«On est subjugué par la technique des années 1920»
– Quel est l’état d’avancement du chantier ?
– Le chantier a été un peu retardé par des problèmes sur la nature des bétons, mais tout rentrera dans le planning prévu. Il sera terminé avant Noël 2022. On a perdu un petit peu de temps pour mettre au point un coffrage adapté aux cannelures des colonnes. Toutes les colonnes sont un peu différentes, il a fallu trouver un coffrage réglable pour les cannelures. Ensuite, on attache ce coffrage avec des sangles sur la colonne et on coule le béton par la partie haute. Après, on décoffre, on attend deux ou trois jours. Puis on sable l’épiderme pour faire sortir les gravillons afin d’être exactement dans la teinte du parement primitif.
[VOIR] Le projet de restauration de l’église
– Quand on regarde les murs et les colonnes, on aperçoit des différences de teintes, il y a des morceaux de béton ajoutés dans les années 1990…
– Au début [lors de la construction en 1923] le béton des frères Perret était plutôt un béton clair. Mais dans les années 1990, les restaurateurs ont fait des raccords avec un ciment beaucoup plus gris. Ces raccords ont bien tenu, c’est pour cela que les Monuments historiques nous ont demandé de ne pas les repiocher [ôter]. Cependant, ces raccords ne sont pas du tout dans la teinte originale.
[LIRE] Reportage lors d’une réunion de chantier
– Une des difficultés pour cette église, c’est l’eau qui s’infiltre dans les colonnes en béton.

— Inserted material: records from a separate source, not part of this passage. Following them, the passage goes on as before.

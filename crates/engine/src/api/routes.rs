use axum::{
    routing::{get, post},
    Router,
};
use std::sync::Arc;

use super::handlers;
use crate::router::Dispatcher;

pub fn create_router() -> Router<Arc<Dispatcher>> {
    Router::new()
        .route("/", get(handlers::health_check))
        .route("/query", post(handlers::handle_query))
        .route("/tools", get(handlers::list_tools))
}

/// The full application with its dispatcher attached.
pub fn app(dispatcher: Arc<Dispatcher>) -> Router {
    create_router().with_state(dispatcher)
}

Quelle solution avez-vous trouvé?
– On a ajouté un revêtement sur les parties horizontales (sommitales) des colonnes. Cela, pour éviter les infiltrations par le haut des colonnes, infiltrations qui peuvent dégrader assez vite le béton. C’est une étanchéité collée, multicouche. Elle n’existait pas avant, elle est donc ajoutée mais c’est fait pour être invisible quand on regarde l’église d’en bas.
– Avez-vous fait des découvertes en travaillant sur cette église? Vous la connaissez bien…

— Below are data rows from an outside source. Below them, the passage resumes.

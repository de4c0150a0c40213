mod client;
mod config;
mod ui;

use anyhow::Result;
use clap::{Parser, Subcommand};

use client::ApiClient;
use config::Config;

/// Envoy - command-line client for the Switchboard query router
#[derive(Parser, Debug)]
#[command(name = "envoy")]
#[command(author, version, about, long_about = None)]
struct Cli {
    /// Print raw JSON responses
    #[arg(long, global = true)]
    json: bool,

    #[command(subcommand)]
    command: Option<Commands>,
}

#[derive(Subcommand, Debug)]
enum Commands {
    /// Send a single query
    Ask {
        /// The question to route
        query: String,
    },

    /// Read queries from stdin until `quit`
    Chat,

    /// List the router's tools
    Tools,

    /// Show or change the saved configuration
    Config {
        /// Router base URL, e.g. http://localhost:8080
        #[arg(long)]
        server: Option<String>,
    },
}

#[tokio::main]
async fn main() -> Result<()> {
    env_logger::Builder::from_env(env_logger::Env::default().default_filter_or("warn")).init();

    let cli = Cli::parse();

    let mut config = match Config::load() {
        Ok(c) => c,
        Err(e) => {
            eprintln!("Failed to load config: {}", e);
            return Err(e);
        }
    };

    let client = ApiClient::new(config.server_url.clone());

    match cli.command.unwrap_or(Commands::Chat) {
        Commands::Ask { query } => ui::single_query(&client, &query, cli.json).await?,
        Commands::Chat => ui::interactive_chat(&client, cli.json).await?,
        Commands::Tools => ui::list_tools(&client, cli.json).await?,
        Commands::Config { server } => {
            if let Some(url) = server {
                config.set_server_url(&url)?;
                config.save()?;
                println!("Server URL updated to: {}", config.server_url);
            } else {
                println!("Current config:");
                println!("  Server URL: {}", config.server_url);
            }
        }
    }

    Ok(())
}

– Non, pas de découvertes… En revanche, ce qui reste très étonnant – et un peu interrogatif – c’est la façon dont ils ont procédé pour couler ces colonnes avec des cannelures et si rapprochées les unes des autres. Cela reste vraiment étonnant pour l’époque et la façon dont ils construisaient. On est encore un peu subjugué par la technique de réalisation des années 1920.

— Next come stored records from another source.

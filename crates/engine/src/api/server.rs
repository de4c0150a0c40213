use anyhow::Result;
use std::net::SocketAddr;
use std::sync::Arc;
use tokio::sync::watch;

use super::routes::app;
use crate::router::Dispatcher;

pub async fn start_server(
    addr: SocketAddr,
    dispatcher: Arc<Dispatcher>,
    shutdown_rx: watch::Receiver<bool>,
) -> Result<()> {
    let listener = tokio::net::TcpListener::bind(addr).await?;
    log::info!("Switchboard listening on http://{}", listener.local_addr()?);

    axum::serve(listener, app(dispatcher))
        .with_graceful_shutdown(shutdown_signal(shutdown_rx))
        .await?;

    Ok(())
}

async fn shutdown_signal(mut shutdown_rx: watch::Receiver<bool>) {
    while !*shutdown_rx.borrow() {
        if shutdown_rx.changed().await.is_err() {
            break;
        }
    }
    log::info!("Shutting down API server...");
}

– Avant de commencer le chantier, avez-vous consulté les plans de Perret sur cette église?
– Oui, on s’est documenté à l’Institut de l’architecture. On a vu tous les plans de Perret. À partir des relevés effectués sur place, quand on a établi nos propres plans, on a pu vérifier qu’effectivement, entre le plan original et l’exécution, il n’y a pas beaucoup d’écart. Il n’y a que les planchers intérieurs qui ont été ajoutés par la suite.
– Ces planchers sont situés dans le clocher?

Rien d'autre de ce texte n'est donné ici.